July 29, 2020
by Tamora Whitney
Creighton University's English Department
click here for photo and information about the writer

Memorial of Saint Martha
Lectionary: 403/607

Jeremiah 15:10, 16-21
Psalm 59:2-3, 4, 10-11, 17, 18
John 11:19-27 or Luke 10:38-42
Praying Ordinary Time

Weekly Guide for Daily Prayer

A Renewed Personal Encounter with Jesus

Today is the feast of St. Martha. A while back I wrote about Martha and Mary and indicated I was more of a Mary, and when I was married I wasn’t a very good housewife. But since my mother has been disabled by a stroke and I care for her, I’ve had to be more Martha like.

I’m at my mother’s every other day, getting her up and dressed, cooking, cleaning up the kitchen after dinner, getting her a snack, doing all the house stuff I’m not really very good with. My sister and I had been trading off nights to take care of mother, but my sister is an essential worker and still going to work. My school has been closed, so I could quarantine. So to limit mother’s exposure, I’m going to mother and nowhere else, and my sister is not going to mother. So that’s another Mary/Martha switch. I’m the one cooking and cleaning. I’m the one serving and taking care. My sister is going to the store, which is great, since again I can’t risk the exposure. Maybe the real Martha is my nephew who lives with mother and is her primary caregiver. He hasn’t left the house since the virus. I am really very nervous about school opening again. We have a better view now of how to be protective, but I’m still very worried about exposing mother. So I can relate to Martha. She’s doing all the necessary stuff, serving, making sure everyone is fed, but she feels like she’s missing out on some good stuff. Mary gets to sit and enjoy the guests while Martha makes sure the guests are provided for.
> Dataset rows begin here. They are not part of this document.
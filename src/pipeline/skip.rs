//! OFFSET: discards a bounded number of leading items across batches.

use std::collections::BTreeMap;
use std::future::Future;

use crate::errors::QueryResult;
use crate::observability::{log_event_with_fields, Event, Logger};

use super::batch::QueryMetrics;
use super::cancellation::CancellationToken;
use super::component::{BoxedComponent, DrainFuture, QueryComponent};
use super::continuation::{ContinuationToken, TokenField};

/// Skips the first `offset` items of its source.
pub struct SkipComponent {
    source: BoxedComponent,
    skip_count: u64,
}

impl SkipComponent {
    /// Build the component, resuming from `continuation` if given.
    ///
    /// `source_factory` receives the source's own continuation extracted from
    /// the token. A token that does not decode or whose remaining count
    /// exceeds `offset_count` fails with a bad request before the source is
    /// created.
    pub async fn create<F, Fut>(
        offset_count: u64,
        continuation: Option<&str>,
        source_factory: F,
    ) -> QueryResult<Self>
    where
        F: FnOnce(Option<String>) -> Fut,
        Fut: Future<Output = QueryResult<BoxedComponent>>,
    {
        let token = ContinuationToken::resume(continuation, TokenField::Offset, offset_count)?;
        let source = source_factory(token.source_token).await?;
        Ok(Self {
            source,
            skip_count: token.remaining,
        })
    }

    /// Items still to be skipped
    pub fn remaining(&self) -> u64 {
        self.skip_count
    }
}

impl QueryComponent for SkipComponent {
    fn is_done(&self) -> bool {
        self.source.is_done()
    }

    fn drain<'a>(
        &'a mut self,
        max_elements: usize,
        cancellation: &'a CancellationToken,
    ) -> DrainFuture<'a> {
        Box::pin(async move {
            cancellation.check()?;
            let mut batch = self.source.drain(max_elements, cancellation).await?;

            let skipped = batch.items.len().min(self.skip_count as usize);
            batch.items.drain(..skipped);
            self.skip_count -= skipped as u64;

            if !batch.disallow_continuation {
                batch.continuation = if self.source.is_done() {
                    None
                } else {
                    let token = ContinuationToken::new(self.skip_count, batch.continuation.take());
                    Some(token.encode(TokenField::Offset))
                };
            }

            if Logger::enabled(Event::BatchDrained.severity()) {
                let remaining = self.skip_count.to_string();
                let skipped = skipped.to_string();
                log_event_with_fields(
                    Event::BatchDrained,
                    &[
                        ("component", "offset"),
                        ("remaining", remaining.as_str()),
                        ("skipped", skipped.as_str()),
                    ],
                );
            }
            Ok(batch)
        })
    }

    fn stop(&mut self) {
        self.source.stop();
    }

    fn query_metrics(&self) -> BTreeMap<String, QueryMetrics> {
        self.source.query_metrics()
    }

    fn dispose(&mut self) {
        self.source.dispose();
    }
}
When Lazarus dies, Martha and Mary are both very upset of course. A death in the family is always a hard thing. Martha knows Jesus could have healed him, if he had been there. But it’s too late now. Lazarus is dead. The funeral is over. He’s in the tomb – four days. When Jesus does get there, he tells Martha that Lazarus will rise again. She’s heard all the platitudes. We all have. He’s in a better place. Now the suffering is over. We’ll be together again in heaven. And it’s not that they’re not true, but it’s not much comfort for missing the person in your life now. I heard them all when my husband died, and to tell you the truth it didn’t comfort me. But Martha says to Jesus, “I know he will rise, in the resurrection on the last day.” She has faith, but she still misses her brother now.  But Jesus says, “I am the resurrection and the life; whoever believes in me, even if he dies, will live, and anyone who lives and believes in me will never die. Do you believe this?” She said to him, “Yes, Lord. I have come to believe that you are the Christ, the Son of God, the one who is coming into the world.”  And in today’s Gospel we don’t even get to the part where her actually dead brother, actually in the tomb for four days, walks out of the tomb, alive again. We end today with Martha’s profession of faith. I can’t really say we aren’t getting the good stuff, even though the ending of that story is pretty amazing, because the ending we get today is her recognition, and faith, and trust. And the care and service she gives her guest is repaid, and her faith is justified.